■ Task details:
Among the lines below, a stretch begins at the one with "repository d747aa7d22f79f80" and ends at the one with "pub struct RecordOutcome". Repeat that stretch exactly, ends included.

■ Data for this exercise:

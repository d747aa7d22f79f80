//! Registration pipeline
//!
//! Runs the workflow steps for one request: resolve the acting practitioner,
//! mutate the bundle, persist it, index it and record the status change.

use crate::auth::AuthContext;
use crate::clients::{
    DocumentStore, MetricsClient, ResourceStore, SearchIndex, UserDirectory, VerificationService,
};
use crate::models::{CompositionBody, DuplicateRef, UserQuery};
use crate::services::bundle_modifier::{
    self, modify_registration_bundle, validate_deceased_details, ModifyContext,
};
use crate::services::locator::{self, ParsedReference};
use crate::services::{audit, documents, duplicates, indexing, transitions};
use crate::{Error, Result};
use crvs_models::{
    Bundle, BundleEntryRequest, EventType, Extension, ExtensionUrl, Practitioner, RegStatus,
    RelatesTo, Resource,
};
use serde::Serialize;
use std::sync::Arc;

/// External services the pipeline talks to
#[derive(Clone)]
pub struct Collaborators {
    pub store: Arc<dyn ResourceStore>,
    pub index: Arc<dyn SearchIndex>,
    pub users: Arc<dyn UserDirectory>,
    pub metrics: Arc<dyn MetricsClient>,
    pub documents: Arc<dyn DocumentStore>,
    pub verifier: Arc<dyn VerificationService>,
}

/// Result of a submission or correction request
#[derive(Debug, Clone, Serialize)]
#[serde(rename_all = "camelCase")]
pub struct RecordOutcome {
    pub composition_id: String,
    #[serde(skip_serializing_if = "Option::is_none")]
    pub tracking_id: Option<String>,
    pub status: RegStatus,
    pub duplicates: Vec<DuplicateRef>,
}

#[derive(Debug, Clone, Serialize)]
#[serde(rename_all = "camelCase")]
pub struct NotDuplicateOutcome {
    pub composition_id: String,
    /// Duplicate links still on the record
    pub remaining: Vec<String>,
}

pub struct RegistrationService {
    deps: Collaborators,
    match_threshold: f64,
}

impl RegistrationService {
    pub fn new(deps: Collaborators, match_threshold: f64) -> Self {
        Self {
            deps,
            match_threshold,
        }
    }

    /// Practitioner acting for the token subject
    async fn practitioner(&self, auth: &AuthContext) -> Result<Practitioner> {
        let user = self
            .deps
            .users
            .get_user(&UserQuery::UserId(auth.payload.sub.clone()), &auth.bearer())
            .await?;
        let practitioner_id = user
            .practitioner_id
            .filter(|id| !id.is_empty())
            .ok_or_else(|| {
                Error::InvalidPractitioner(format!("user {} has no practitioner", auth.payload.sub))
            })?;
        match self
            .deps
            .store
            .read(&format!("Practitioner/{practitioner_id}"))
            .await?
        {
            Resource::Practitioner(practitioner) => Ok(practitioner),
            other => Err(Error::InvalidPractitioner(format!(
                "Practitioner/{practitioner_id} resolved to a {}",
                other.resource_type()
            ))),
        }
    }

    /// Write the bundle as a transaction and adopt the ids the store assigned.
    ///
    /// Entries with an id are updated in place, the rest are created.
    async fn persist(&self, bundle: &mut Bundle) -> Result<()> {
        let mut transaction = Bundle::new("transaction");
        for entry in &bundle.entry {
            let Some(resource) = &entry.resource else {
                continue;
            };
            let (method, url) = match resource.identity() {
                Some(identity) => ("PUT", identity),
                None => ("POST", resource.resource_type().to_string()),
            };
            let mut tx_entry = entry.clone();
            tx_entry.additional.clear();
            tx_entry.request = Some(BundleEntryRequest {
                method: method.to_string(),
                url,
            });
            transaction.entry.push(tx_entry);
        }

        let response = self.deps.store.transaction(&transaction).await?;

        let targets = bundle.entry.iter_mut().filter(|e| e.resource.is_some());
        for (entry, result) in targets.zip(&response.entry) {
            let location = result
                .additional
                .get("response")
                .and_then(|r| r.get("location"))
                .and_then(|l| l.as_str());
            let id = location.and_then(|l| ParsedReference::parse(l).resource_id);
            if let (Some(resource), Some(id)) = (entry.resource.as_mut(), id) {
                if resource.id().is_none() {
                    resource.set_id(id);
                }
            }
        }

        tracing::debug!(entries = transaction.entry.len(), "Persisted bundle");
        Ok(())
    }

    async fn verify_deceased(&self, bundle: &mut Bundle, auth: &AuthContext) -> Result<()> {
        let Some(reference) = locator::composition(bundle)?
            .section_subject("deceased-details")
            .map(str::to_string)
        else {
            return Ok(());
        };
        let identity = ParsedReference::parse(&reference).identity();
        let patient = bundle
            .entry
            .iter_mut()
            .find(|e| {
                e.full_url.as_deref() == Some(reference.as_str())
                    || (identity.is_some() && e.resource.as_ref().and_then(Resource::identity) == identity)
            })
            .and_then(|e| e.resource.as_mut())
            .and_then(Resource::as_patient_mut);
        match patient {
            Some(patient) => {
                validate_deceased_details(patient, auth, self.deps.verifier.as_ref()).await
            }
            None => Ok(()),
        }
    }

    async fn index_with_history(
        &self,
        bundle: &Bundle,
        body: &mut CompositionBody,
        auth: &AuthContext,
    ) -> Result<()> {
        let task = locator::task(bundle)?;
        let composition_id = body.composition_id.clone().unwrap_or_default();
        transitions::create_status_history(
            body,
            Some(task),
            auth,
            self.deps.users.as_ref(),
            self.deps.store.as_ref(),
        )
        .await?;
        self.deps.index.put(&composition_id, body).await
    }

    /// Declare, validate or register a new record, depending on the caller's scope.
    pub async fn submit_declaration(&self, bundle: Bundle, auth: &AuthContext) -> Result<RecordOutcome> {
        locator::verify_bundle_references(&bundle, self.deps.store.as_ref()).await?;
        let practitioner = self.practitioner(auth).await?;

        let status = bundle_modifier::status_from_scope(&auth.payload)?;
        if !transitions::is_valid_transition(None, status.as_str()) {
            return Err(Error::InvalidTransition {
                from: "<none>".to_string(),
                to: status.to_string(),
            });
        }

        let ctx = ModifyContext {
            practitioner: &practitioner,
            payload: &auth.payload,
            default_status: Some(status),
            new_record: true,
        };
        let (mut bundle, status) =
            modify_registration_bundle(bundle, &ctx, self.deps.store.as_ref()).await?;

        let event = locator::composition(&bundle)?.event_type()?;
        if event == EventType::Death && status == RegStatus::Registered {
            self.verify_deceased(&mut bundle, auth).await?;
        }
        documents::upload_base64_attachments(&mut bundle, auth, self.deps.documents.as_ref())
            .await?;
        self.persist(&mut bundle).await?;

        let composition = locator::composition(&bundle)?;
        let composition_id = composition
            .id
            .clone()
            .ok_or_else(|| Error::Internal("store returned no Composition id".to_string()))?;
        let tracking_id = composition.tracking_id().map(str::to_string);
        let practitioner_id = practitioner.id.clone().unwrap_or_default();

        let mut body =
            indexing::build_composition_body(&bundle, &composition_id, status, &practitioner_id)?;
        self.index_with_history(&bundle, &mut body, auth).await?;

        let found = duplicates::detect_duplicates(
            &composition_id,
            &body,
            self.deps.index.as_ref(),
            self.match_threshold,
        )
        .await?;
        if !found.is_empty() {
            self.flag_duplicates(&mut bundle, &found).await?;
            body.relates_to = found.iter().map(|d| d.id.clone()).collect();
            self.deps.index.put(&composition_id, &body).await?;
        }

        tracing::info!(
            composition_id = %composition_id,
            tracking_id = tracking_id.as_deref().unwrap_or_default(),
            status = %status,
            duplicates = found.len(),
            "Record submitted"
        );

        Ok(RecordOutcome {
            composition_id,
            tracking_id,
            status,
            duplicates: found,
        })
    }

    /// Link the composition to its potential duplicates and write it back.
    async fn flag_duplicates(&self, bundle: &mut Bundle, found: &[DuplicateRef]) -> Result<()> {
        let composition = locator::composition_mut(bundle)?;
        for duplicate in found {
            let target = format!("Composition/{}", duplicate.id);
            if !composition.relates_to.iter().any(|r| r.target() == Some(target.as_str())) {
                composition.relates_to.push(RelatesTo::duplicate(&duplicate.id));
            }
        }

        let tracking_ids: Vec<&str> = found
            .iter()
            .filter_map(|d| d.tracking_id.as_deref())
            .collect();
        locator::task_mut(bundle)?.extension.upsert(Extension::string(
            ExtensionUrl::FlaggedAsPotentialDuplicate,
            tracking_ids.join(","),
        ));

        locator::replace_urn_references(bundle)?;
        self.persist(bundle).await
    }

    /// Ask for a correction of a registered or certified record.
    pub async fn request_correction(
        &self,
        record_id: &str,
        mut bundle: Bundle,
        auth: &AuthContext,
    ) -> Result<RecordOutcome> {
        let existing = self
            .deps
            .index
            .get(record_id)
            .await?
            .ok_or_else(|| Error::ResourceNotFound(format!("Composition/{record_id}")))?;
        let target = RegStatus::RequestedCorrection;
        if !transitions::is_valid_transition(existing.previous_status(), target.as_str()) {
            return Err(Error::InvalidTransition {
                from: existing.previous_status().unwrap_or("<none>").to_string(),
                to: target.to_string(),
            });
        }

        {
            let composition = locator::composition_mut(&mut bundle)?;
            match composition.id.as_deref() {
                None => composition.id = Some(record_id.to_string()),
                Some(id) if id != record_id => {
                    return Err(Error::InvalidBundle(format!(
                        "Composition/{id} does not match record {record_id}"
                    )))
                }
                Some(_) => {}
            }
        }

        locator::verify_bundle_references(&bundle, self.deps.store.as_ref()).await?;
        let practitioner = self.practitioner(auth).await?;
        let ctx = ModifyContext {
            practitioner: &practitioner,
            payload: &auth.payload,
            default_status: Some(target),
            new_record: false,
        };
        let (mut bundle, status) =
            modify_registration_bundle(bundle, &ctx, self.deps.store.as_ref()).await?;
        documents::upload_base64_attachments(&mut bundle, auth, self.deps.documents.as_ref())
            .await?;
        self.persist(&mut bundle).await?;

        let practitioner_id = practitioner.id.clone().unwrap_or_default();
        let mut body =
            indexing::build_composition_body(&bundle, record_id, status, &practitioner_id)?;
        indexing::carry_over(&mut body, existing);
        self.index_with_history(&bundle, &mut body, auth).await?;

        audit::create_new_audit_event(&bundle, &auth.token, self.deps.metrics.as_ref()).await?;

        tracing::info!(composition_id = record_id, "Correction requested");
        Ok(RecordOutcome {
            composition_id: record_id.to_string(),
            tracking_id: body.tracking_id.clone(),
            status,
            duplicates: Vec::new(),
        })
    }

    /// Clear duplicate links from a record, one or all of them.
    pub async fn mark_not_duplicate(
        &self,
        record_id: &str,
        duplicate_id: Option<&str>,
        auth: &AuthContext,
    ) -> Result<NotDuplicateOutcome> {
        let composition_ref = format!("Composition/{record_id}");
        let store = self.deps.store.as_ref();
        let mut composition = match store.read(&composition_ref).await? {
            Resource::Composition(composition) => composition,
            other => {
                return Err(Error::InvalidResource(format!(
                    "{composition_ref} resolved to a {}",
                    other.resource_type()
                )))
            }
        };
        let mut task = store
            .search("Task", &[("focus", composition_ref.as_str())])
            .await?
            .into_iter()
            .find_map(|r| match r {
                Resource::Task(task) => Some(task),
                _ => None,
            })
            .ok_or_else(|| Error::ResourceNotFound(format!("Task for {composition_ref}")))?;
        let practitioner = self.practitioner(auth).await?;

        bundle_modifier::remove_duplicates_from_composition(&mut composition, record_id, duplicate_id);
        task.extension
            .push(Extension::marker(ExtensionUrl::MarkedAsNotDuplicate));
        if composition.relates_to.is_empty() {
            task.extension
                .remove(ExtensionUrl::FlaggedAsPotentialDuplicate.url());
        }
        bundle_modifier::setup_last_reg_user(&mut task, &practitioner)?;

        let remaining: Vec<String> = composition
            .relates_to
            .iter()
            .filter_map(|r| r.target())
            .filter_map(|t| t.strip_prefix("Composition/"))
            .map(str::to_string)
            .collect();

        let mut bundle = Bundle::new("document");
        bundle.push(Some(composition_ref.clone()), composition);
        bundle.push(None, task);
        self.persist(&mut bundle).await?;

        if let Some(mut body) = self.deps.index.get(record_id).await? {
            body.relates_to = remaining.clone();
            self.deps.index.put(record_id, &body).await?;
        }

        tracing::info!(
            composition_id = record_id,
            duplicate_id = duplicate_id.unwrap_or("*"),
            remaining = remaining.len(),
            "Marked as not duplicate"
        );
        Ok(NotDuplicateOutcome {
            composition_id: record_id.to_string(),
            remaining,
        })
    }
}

...

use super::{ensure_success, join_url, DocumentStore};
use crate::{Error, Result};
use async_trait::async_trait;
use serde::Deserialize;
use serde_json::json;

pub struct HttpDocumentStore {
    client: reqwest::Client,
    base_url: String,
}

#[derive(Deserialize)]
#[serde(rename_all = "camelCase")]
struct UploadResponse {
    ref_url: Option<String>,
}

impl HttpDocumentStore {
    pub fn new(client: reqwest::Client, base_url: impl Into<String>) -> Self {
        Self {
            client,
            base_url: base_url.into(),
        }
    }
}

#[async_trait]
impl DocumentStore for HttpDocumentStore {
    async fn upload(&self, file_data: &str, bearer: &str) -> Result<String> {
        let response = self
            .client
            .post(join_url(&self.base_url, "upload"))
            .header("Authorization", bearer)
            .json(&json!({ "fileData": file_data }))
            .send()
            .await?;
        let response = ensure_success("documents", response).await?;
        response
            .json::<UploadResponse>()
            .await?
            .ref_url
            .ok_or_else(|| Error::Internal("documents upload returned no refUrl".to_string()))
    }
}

==

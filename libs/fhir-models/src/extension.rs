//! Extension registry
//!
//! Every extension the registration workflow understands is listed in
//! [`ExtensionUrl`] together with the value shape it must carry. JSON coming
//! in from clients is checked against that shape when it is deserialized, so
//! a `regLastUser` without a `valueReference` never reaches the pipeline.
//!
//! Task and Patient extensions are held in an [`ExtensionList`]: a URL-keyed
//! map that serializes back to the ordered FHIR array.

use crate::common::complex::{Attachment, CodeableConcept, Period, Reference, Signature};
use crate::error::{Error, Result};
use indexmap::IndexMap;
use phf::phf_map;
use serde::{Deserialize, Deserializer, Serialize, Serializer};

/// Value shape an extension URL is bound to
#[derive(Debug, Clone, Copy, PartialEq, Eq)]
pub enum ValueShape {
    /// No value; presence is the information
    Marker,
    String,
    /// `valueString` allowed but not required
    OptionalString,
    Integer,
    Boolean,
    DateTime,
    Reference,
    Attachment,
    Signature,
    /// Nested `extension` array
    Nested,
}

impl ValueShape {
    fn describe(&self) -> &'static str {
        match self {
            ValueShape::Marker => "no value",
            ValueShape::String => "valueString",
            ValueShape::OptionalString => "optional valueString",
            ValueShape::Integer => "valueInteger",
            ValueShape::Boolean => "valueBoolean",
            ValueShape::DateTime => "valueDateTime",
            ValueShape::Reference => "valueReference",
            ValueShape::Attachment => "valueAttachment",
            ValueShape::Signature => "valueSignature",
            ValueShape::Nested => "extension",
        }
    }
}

■ Exercise answer:
repository d747aa7d22f79f80
//! Registration pipeline
//!
//! Runs the workflow steps for one request: resolve the acting practitioner,
//! mutate the bundle, persist it, index it and record the status change.

use crate::auth::AuthContext;
use crate::clients::{
    DocumentStore, MetricsClient, ResourceStore, SearchIndex, UserDirectory, VerificationService,
};
use crate::models::{CompositionBody, DuplicateRef, UserQuery};
use crate::services::bundle_modifier::{
    self, modify_registration_bundle, validate_deceased_details, ModifyContext,
};
use crate::services::locator::{self, ParsedReference};
use crate::services::{audit, documents, duplicates, indexing, transitions};
use crate::{Error, Result};
use crvs_models::{
    Bundle, BundleEntryRequest, EventType, Extension, ExtensionUrl, Practitioner, RegStatus,
    RelatesTo, Resource,
};
use serde::Serialize;
use std::sync::Arc;

/// External services the pipeline talks to
#[derive(Clone)]
pub struct Collaborators {
    pub store: Arc<dyn ResourceStore>,
    pub index: Arc<dyn SearchIndex>,
    pub users: Arc<dyn UserDirectory>,
    pub metrics: Arc<dyn MetricsClient>,
    pub documents: Arc<dyn DocumentStore>,
    pub verifier: Arc<dyn VerificationService>,
}

/// Result of a submission or correction request
#[derive(Debug, Clone, Serialize)]
#[serde(rename_all = "camelCase")]
pub struct RecordOutcome {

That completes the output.